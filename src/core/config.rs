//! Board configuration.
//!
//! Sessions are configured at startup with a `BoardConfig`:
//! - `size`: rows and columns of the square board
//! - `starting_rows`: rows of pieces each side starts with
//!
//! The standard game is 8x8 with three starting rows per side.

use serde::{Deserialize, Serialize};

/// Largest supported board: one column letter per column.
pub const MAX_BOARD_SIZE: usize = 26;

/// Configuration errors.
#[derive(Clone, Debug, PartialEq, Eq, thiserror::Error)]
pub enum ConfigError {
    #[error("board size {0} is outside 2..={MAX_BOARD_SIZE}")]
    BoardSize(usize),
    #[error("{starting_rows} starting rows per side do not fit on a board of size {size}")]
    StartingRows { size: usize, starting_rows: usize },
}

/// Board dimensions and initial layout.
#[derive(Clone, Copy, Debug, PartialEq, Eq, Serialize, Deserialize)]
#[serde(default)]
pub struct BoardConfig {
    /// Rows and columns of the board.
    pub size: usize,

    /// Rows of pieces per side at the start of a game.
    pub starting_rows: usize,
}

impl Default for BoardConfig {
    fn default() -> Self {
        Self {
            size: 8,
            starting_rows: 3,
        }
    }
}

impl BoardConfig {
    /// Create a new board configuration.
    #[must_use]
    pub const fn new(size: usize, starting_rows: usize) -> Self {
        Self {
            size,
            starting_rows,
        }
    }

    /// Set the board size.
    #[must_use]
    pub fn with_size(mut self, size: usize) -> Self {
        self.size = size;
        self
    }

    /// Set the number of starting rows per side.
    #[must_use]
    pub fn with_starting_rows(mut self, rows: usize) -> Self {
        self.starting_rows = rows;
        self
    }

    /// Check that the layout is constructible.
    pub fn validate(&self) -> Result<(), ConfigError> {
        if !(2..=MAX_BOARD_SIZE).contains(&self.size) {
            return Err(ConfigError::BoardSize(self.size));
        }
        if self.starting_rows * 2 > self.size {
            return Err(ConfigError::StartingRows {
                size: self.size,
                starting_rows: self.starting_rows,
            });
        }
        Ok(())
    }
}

→ **TRY IT**
Output only the lines from the line that contains "pub fn with_starting_rows(mut" through the end of the entries, both included, exactly as they appear.

→ **ANSWER BOX**
    pub fn with_starting_rows(mut self, rows: usize) -> Self {
        self.starting_rows = rows;
        self
    }

    /// Check that the layout is constructible.
    pub fn validate(&self) -> Result<(), ConfigError> {
        if !(2..=MAX_BOARD_SIZE).contains(&self.size) {
            return Err(ConfigError::BoardSize(self.size));
        }
        if self.starting_rows * 2 > self.size {
            return Err(ConfigError::StartingRows {
                size: self.size,
                starting_rows: self.starting_rows,
            });
        }
        Ok(())
    }
}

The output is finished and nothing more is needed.